Beim Beschuss einer Molkerei sind im Westen des Jemen nach amtlichen Angaben mindestens 37 Zivilisten getötet worden. Etwa 80 weitere Menschen wurden bei dem Angriff in der Nacht verletzt, wie der Gouverneur der betroffenen Provinz Hodeida, Hassan al-Hai, mitteilte.
Die Kampfflugzeuge der arabischen Koalition hätten nahe gelegene Stellungen der schiitischen Huthi-Miliz angegriffen und dabei die Molkerei getroffen, berichteten Augenzeugen. Der von Saudi-Arabien finanzierte Sender Al-Arabija meldete, die Huthis hätten die Molkerei mit Granaten beschossen, um die Luftangriffe auf ihre Stellungen zu vergelten.
Augenzeugen berichteten zudem, die Molkerei befinde sich in der Nähe eines Armeestützpunkts, in dem sich Verbündete des früheren Präsidenten Ali Abdullah Saleh aufhielten. Die Berichte liessen sich von unabhängiger Seite nicht überprüfen.
Bei den Getöteten handelt es sich dem Gouverneur zufolge um Beschäftigte der Molkerei. Der Bereitschaftsarzt des Spitals, das die Opfer aufnahm, sagte, durch den Beschuss sei ein Gasbehälter explodiert. Ein Teil der Fabrik wurde demnach zerstört, Rettungstrupps suchten unter den Trümmern nach möglichen weiteren Opfern.
Luftschläge intensiviert
Der Beschuss fiel zusammen mit einer Intensivierung der seit knapp einer Woche andauernden Luftangriffe der Militärkoalition, unter anderem in der südlichen Hafenstadt Aden. Dort beschossen Luftwaffe und Marine mutmassliche Stellungen der Huthi-Rebellen.
Ein jemenitischer Offizier sagte, zu den Hauptzielen zähle ein von Rebellen gehaltener Gebäudekomplex im Norden von Aden. Unter den Huthi-Milizionären gebe es zahlreiche Tote und Verletzte.

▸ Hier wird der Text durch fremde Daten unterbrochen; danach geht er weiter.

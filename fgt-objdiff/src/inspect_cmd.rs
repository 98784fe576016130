use anyhow::{Context, Result};
use fgt_objdiff::config::default_config;
use fgt_objdiff::inspect::build_inspect_report;
use fgt_objdiff::report::render_inspect;
use fgt_objdiff_core::parse_file;

use crate::cli::{InspectArgs, OutputFormat};

pub fn run_inspect(args: InspectArgs) -> Result<()> {
    let parsed = parse_file(&args.file, &default_config().normalize_options())
        .with_context(|| format!("failed to parse {}", args.file.display()))?;
    let source = args.file.display().to_string();
    for warning in &parsed.warnings {
        tracing::warn!(source = %source, "{warning}");
    }

    let report = build_inspect_report(&source, &parsed);
    match args.format {
        OutputFormat::Text => println!("{}", render_inspect(&report)),
        OutputFormat::Json => println!("{}", serde_json::to_string_pretty(&report)?),
    }

    Ok(())
}
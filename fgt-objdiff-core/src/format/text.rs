use crate::report::{Cell, ComparisonReport, ReportSummary};

/// Placeholder for a column where the object does not exist.
pub const OBJECT_MISSING: &str = "Object missing";
/// Placeholder for a present object without this property.
pub const NO_VALUE: &str = "No property value";

/// Format a report as plain text.
///
/// Items found in only one column are prefixed with `!`.
pub fn format_text(report: &ComparisonReport) -> String {
    let mut lines = Vec::new();
    for row in &report.rows {
        lines.push(format!("#{} {} \"{}\"", row.number, row.object_type, row.name));
        for property in &row.properties {
            lines.push(format!("  {}", property.property));
            for (header, cell) in report.columns.iter().zip(&property.cells) {
                let column = header.label.replace('\n', "");
                lines.push(format!("    {column}: {}", format_cell(cell)));
            }
        }
    }
    lines.join("\n")
}

/// Render one cell's content without colors.
pub fn format_cell(cell: &Cell) -> String {
    match cell {
        Cell::ObjectMissing => OBJECT_MISSING.to_string(),
        Cell::NoValue => NO_VALUE.to_string(),
        Cell::Value { tokens } => tokens
            .iter()
            .map(|t| {
                if t.duplicate {
                    format!("\"{}\"", t.token)
                } else {
                    format!("!\"{}\"", t.token)
                }
            })
            .collect::<Vec<_>>()
            .join(" "),
    }
}

/// Format summary counts.
pub fn format_summary(summary: &ReportSummary) -> String {
    format!(
        "columns={} objects={} differing_objects={} differing_properties={}",
        summary.columns, summary.objects, summary.differing_objects, summary.differing_properties
    )
}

Die Luftwaffe der Militärkoalition griff in der Nacht in der Umgebung der Hauptstadt Sanaa und in der zentralen Region Ibb auch Lager der Republikanischen Garde an, die dem ehemaligen Präsidenten Saleh die Treue hält. Weitere Ziele waren mutmassliche Huthi-Stellungen in den nördlichen Provinzen Hadscha und Saada. Nach Angaben von Spitälern wurden bei einem Luftangriff auf den Hafen Maydi in Hadscha sechs Zivilisten getötet.
Mindestens 62 Kinder getötet
Die UNO beklagte die sich verschlechternde Gesundheitsversorgung durch die immer intensiver werdenden Kämpfe im Jemen. Nach Angaben des UNO-Kinderhilfswerks UNICEF wurden in der vergangenen Woche mindestens 62 Kinder getötet und 30 weitere verletzt.
In Aden, der zweitgrössten Stadt des Landes und bis 1990 Hauptstadt des sozialistischen jemenitischen Teilstaates im Süden, kommt es immer wieder zu Ausfällen bei der Strom-und Wasserversorgung. Nahrungsmittel werden zusehends knapper.
Die UNO hatte zuvor die Zahl der seit Freitag getöteten Zivilisten mit mehr als 90, die der Verletzten mit mehr als 360 angegeben. Der UNO-Menschenrechtskommissar Seid Ra’ad al-Hussein warnte, der Jemen stehe «am Rande eines vollständigen Zusammenbruchs».
Indien evakuiert seine Staatsbürger
Wegen der Kämpfe bringen immer mehr Staaten ihre Bürger ausser Landes. Nach Angaben des indischen Aussenministeriums holte ein Küstenwachboot der indischen Marine rund 350 Landsleute am Dienstagabend aus Aden ab. Sie sollen nach Dschibuti gebracht werden. In den vergangenen Tagen hatte unter anderem China Landsleute evakuiert.
Saudi-Arabien und mehrere weitere arabische Staaten, darunter Ägypten, hatten die Militäroffensive am vergangenen Donnerstag gestartet. Die Rebellen hatten im September die Hauptstadt Sanaa unter ihre Kontrolle gebracht und rückten dann weiter nach Süden vor. Saudi-Arabiens sunnitisches Königshaus unterstützt den nach Riad geflohenen Präsidenten Abed Rabbo Mansur Hadi und wirft dem schiitischen Iran und Saleh vor, die Rebellen zu unterstützen.